Hi, thank you.

I'm Nicolas Dandrimont and I will indeed
be talking to you about

Software Heritage.

I'm a software engineer for this project.

I've been working on it for 3 years now.

And we'll see what this thing is all about.

[Mic not working]

I guess the batteries are out.

So, let's try that again.

So, we all know, we've been doing
free software for a while,

that software source code is something
special.

Why is that?

As Harold Abelson has said in SICP, his
textbook on programming,

programs are meant to be read by people
and then incidentally for machines to execute.

Basically, what software source code
provides us is a way inside

the mind of the designer of the program.

For instance, you can have,
you can get inside very crazy algorithms

that can do very fast reverse square roots
for 3D, that kind of stuff

Like in the Quake 2 source code.

You can also get inside the algorithms
that are underpinning the internet,

for instance seeing the net queue
algorithm in the Linux kernel.

What we are building as the free software
community is the free software commons.

Basically, the commons is all the cultural
and social and natural resources

that we share and that everyone
has access to.

More specifically, the software commons
is what we are building

with software that is open and that is
available for all to use, to modify,

to execute, to distribute.

We know that those commons are a really
critical part of our commons.

Who's taking care of it?

The software is fragile.

Like all digital information, you can lose
software.

People can decide to shut down hosting
spaces because of business decisions.

People can hack into software hosting
platforms and remove the code maliciously

or just inadvertently.

And, of course, for the obsolete stuff,
there's rot.

If you don't care about the data, then
it rots and it decays and you lose it.

So, where is the archive we go to
when something is lost,

when GitLab goes away, when Github
goes away.

Where do we go?

Finally, there's one last thing that we
noticed, it's that

there's a lot of teams that work on
research on software

and there's no real big infrastructure
for research on code.

There's tons of critical issues around
code: safety, security, verification, proofs.

Nobody's doing this at a very large scale.

If you want to see the stars, you go
the Atacama desert and

you point a telescope at the sky.

Where is the telescope for source code?

That's what Software Heritage wants to be.

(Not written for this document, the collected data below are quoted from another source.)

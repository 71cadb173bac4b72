//! Asynchronous device jobs.

use std::time::Duration;

use panos_xml::XmlNode;
use serde::Serialize;
use tracing::debug;

use crate::client::Client;
use crate::error::PangoError;
use crate::namespace::Common;
use crate::wire::{error_message, number, parse_response, text};

const KIND: &str = "job";

/// The job id a submission enqueued, if any.
///
/// Commits with nothing to do succeed without a job.
#[derive(Debug, Clone, Copy, PartialEq, Eq)]
pub struct JobResponse(pub Option<u64>);

impl JobResponse {
    /// Parse a `<response>` body from `commit` or an async `op`.
    pub fn parse(body: &[u8]) -> Result<Self, PangoError> {
        let response = parse_response(body)?;
        Self::from_response(&response)
    }

    pub(crate) fn from_response(response: &XmlNode) -> Result<Self, PangoError> {
        match response.get_text(&["result", "job"]).map(str::trim) {
            Some(id) if !id.is_empty() => id.parse().map(|id| Self(Some(id))).map_err(|_| {
                PangoError::decode(KIND, format!("job id {id:?} is not a number"))
            }),
            _ => Ok(Self(None)),
        }
    }

    pub fn id(self) -> Option<u64> {
        self.0
    }
}

/// One `<job>` record from `show jobs`.
#[derive(Debug, Clone, Default, PartialEq, Eq, Serialize)]
pub struct Job {
    pub id: u64,
    pub job_type: String,
    pub user: String,
    /// `ACT`, `PEND` or `FIN`.
    pub status: String,
    /// `OK`, `FAIL` or `PEND`.
    pub result: String,
    pub progress: u32,
    pub enqueued: String,
    pub finished: String,
    pub details: Vec<String>,
    pub warnings: Vec<String>,
}

impl Job {
    pub fn is_finished(&self) -> bool {
        self.status == "FIN"
    }

    pub fn is_failed(&self) -> bool {
        self.result == "FAIL"
    }

    pub(crate) fn decode(node: &XmlNode) -> Result<Self, PangoError> {
        let lines = |tag: &str| -> Vec<String> {
            node.get_child(tag)
                .map(|n| {
                    let lines: Vec<String> = n
                        .get_children("line")
                        .into_iter()
                        .filter_map(|l| l.text.as_deref().map(str::trim))
                        .map(ToString::to_string)
                        .collect();
                    if lines.is_empty() {
                        n.text.iter().map(|t| t.trim().to_string()).collect()
                    } else {
                        lines
                    }
                })
                .unwrap_or_default()
        };
        Ok(Self {
            id: number(node, &["id"], KIND)?,
            job_type: text(node, &["type"]),
            user: text(node, &["user"]),
            status: text(node, &["status"]),
            result: text(node, &["result"]),
            progress: number(node, &["progress"], KIND).unwrap_or_default(),
            enqueued: text(node, &["tenq"]),
            finished: text(node, &["tfin"]),
            details: lines("details"),
            warnings: lines("warnings"),
        })
    }
}

/// Fetch the current state of job `id`.
pub fn show_job(client: &dyn Client, id: u64) -> Result<Job, PangoError> {
    let cmd = XmlNode::new("show")
        .child(XmlNode::new("jobs").child(XmlNode::with_text("id", id.to_string())));
    let result = Common::new(client, KIND).op(&cmd, "")?;
    let job = result.get_child("job").ok_or_else(|| PangoError::NotFound {
        kind: KIND,
        name: id.to_string(),
    })?;
    Job::decode(job)
}

/// Poll job `id` every `poll` until it finishes.
///
/// A finished job whose result is `FAIL` is returned as an error carrying its
/// detail lines. `max_wait` counts accumulated poll intervals, so `poll`
/// must be non-zero.
pub fn wait_for_job(
    client: &dyn Client,
    id: u64,
    poll: Duration,
    max_wait: Option<Duration>,
) -> Result<Job, PangoError> {
    if poll.is_zero() {
        return Err(PangoError::validation("job poll interval must be non-zero"));
    }
    let mut waited = Duration::ZERO;
    loop {
        let job = show_job(client, id)?;
        debug!(target: "pango::op", id, status = %job.status, progress = job.progress, "job poll");
        if job.is_finished() {
            if job.is_failed() {
                let message = if job.details.is_empty() {
                    format!("job {id} failed")
                } else {
                    job.details.join(" | ")
                };
                return Err(PangoError::Panos {
                    code: None,
                    message,
                });
            }
            return Ok(job);
        }
        if let Some(max) = max_wait {
            if waited >= max {
                return Err(PangoError::Timeout {
                    what: format!("job {id}"),
                    waited: max,
                });
            }
        }
        client.sleep(poll);
        waited += poll;
    }
}

/// Message text of a response that carries no job, such as
/// "There are no changes to commit."
pub fn response_message(body: &[u8]) -> Result<String, PangoError> {
    let response = parse_response(body)?;
    Ok(error_message(&response))
}
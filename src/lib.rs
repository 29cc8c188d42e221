//! tdns is a small, didactic DNS stack: a wire-format codec, an authoritative
//! nameserver, and an iterative resolver, built to teach how the pieces of
//! RFC 1034/1035 fit together rather than to be the fastest or most complete
//! implementation around.
//!
//! # Features
//! * Parsing and generating the common record types:
//!   * A, AAAA, CNAME, MX, NS, SOA, PTR, TXT, SRV, NAPTR, and RRSIG.
//! * Extension Mechanisms for DNS ([EDNS(0)]).
//! * An authoritative server that loads a simple zone-file format and serves
//!   it over UDP and TCP, including AXFR.
//! * An iterative resolver that walks the hierarchy from the root, and a
//!   small stub-resolver facade over it.
//! * A sample `dig`-style command line client.
//!
//! # Usage (low-level library)
//!
//! ```rust
//! use tdns::types::*;
//! use tdns::Name;
//! use std::net::UdpSocket;
//! use std::str::FromStr;
//! use std::time::Duration;
//!
//! fn udp_example() -> std::io::Result<()> {
//!     // A DNS Message can be easily constructed.
//!     let mut m = Message::default();
//!     m.add_question(Name::from_str("bramp.net").unwrap(), DNSType::A, DNSClass::Internet);
//!     m.extension = Some(Extension {   // Optionally add an EDNS extension
//!         payload_size: 4096,          // which supports a larger payload size.
//!         ..Default::default()
//!     });
//!
//!     // Setup a UDP socket for sending to a DNS server.
//!     let socket = UdpSocket::bind("0.0.0.0:0")?;
//!     socket.set_read_timeout(Some(Duration::new(5, 0)))?;
//!     socket.connect("8.8.8.8:53")?; // Google's Public DNS Servers
//!
//!     // Encode the DNS Message as a Vec<u8>.
//!     let question = m.to_vec()?;
//!
//!     // Send to the server.
//!     socket.send(&question)?;
//!
//!     // Wait for a response from the DNS server.
//!     let mut resp = [0; 4096];
//!     let len = socket.recv(&mut resp)?;
//!
//!     // Take the response bytes and turn it into another DNS Message.
//!     let answer = Message::from_slice(&resp[0..len])?;
//!
//!     // Now do something with `answer`, in this case print it!
//!     println!("DNS Response:\n{}", answer);
//!
//!     Ok(())
//! }
//! ```
//!
//! # Usage (cli)
//!
//! ```shell
//! $ cargo run -p dig -- bramp.net A 8.8.8.8
//! $ cargo run -p authd -- zones/example.zone 127.0.0.1:5300
//! $ cargo run -p resolve -- bramp.net A
//! $ cargo run -p resolve -- 127.0.0.1:5300
//! ```
//!
//! # Testing
//!
//! ```shell
//! $ cargo test --all
//! ```
//!
//! ## Fuzzing
//!
//! ```shell
//! $ cargo fuzz run from_slice
//! ```
//!
//! ## Reference
//!
//! * [rfc1034]: DOMAIN NAMES - CONCEPTS AND FACILITIES
//! * [rfc1035]: DOMAIN NAMES - IMPLEMENTATION AND SPECIFICATION
//! * [rfc6891]: Extension Mechanisms for DNS (EDNS(0))
//! * [IANA Domain Name System (DNS) Parameters](https://www.iana.org/assignments/dns-parameters/dns-parameters.xhtml)
//!
//! [EDNS(0)]: https://en.wikipedia.org/wiki/Extension_Mechanisms_for_DNS
//! [rfc1034]: https://datatracker.ietf.org/doc/html/rfc1034
//! [rfc1035]: https://datatracker.ietf.org/doc/html/rfc1035
//! [rfc6891]: https://datatracker.ietf.org/doc/html/rfc6891

pub mod clients;
mod display;
mod dns;
pub mod errors;
mod from_str;
mod io;
pub mod name;
pub mod resolver;
pub mod rr;
pub mod server;
pub mod stub;
pub mod types;
pub mod util;
pub mod zone;

#[macro_use]
extern crate num_derive;

#[macro_use]
extern crate lazy_static;

// Pull up the various types that should be on the front page of the docs.
#[doc(inline)]
pub use crate::types::*;

#[doc(inline)]
pub use crate::rr::RRGen;

#[doc(inline)]
pub use crate::name::{Label, Name};

pub use crate::errors::ParseError;
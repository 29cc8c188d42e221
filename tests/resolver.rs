//! Integration tests for the iterative resolver's query-budget enforcement.
//!
//! A full root-to-leaf referral walk needs a real nameserver listening on
//! port 53, which in turn needs a privilege a test runner doesn't have, so
//! these stick to behaviour `Resolver` guarantees before it ever touches a
//! socket: the query budget is checked before the first query is sent, and
//! an empty server set fails without pretending to have tried.

use std::net::{IpAddr, Ipv4Addr};
use std::str::FromStr;

use tdns::errors::ResolveError;
use tdns::resolver::Resolver;
use tdns::{DNSType, Name};

#[test]
fn zero_query_budget_fails_before_any_query_is_sent() {
    let resolver = Resolver::with_query_cap(0);
    let qname = Name::from_str("example.com").unwrap();
    let roots = vec![IpAddr::V4(Ipv4Addr::LOCALHOST)];

    let err = resolver
        .resolve_with_roots(&qname, DNSType::A, &roots)
        .expect_err("a zero query budget must not allow even one query");

    assert!(matches!(err, ResolveError::TooManyQueries));
}

#[test]
fn no_roots_fails_without_network_access() {
    let resolver = Resolver::new();
    let qname = Name::from_str("example.com").unwrap();

    let err = resolver
        .resolve_with_roots(&qname, DNSType::A, &[])
        .expect_err("an empty server set can't resolve anything");

    assert!(matches!(err, ResolveError::NoData));
}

What we do is we collect, we preserve
and we share all the software

that is publicly available.

Why do we do that? We do that to
preserve the past, to enhance the present

and to prepare for the future.

What we're building is a base infrastructure
that can be used

for cultural heritage, for industry,
for research and for education purposes.

How do we do it? We do it with an open
approach.

Every single line of code that we write
is free software.

We do it transparently, everything that
we do, we do it in the open,

be that on a mailing list or on
our issue tracker.

And we strive to do it for the very long
haul, so we do it with replication in mind

so that no single entity has full control
over the data that we collect.

And we do it in a non-profit fashion
so that we avoid

business-driven decisions impacting
the project.

So, what do we do concretely?

We do archiving of version control systems.

What does that mean?

It means we archive file contents, so
source code, files.

We archive revisions, which means all the
metadata of the history of the projects,

we try to download it and we put it inside
a common data model that is

shared across all the archive.

We archive releases of the software,
releases that have been tagged

in a version control system as well as
releases that we can find as tarballs

because sometimes… boof, views of
this source code differ.

Of course, we archive where and when
we've seen the data that we've collected.

All of this, we put inside a canonical,
VCS-agnostic, data model.

If you have a Debian package, with its
history, if you have a git repository,

if you have a subversion repository, if
you have a mercurial repository,

it all looks the same and you can work
on it with the same tools.

What we don't do is archive what's around
the software, for instance

the bug tracking systems or the homepages
or the wikis or the mailing lists.

There are some projects that work
in this space, for instance

the internet archive does a lot of
really good work around archiving the web.

Our goal is not to replace them, but to
work with them and be able to do

linking across all the archives that exist.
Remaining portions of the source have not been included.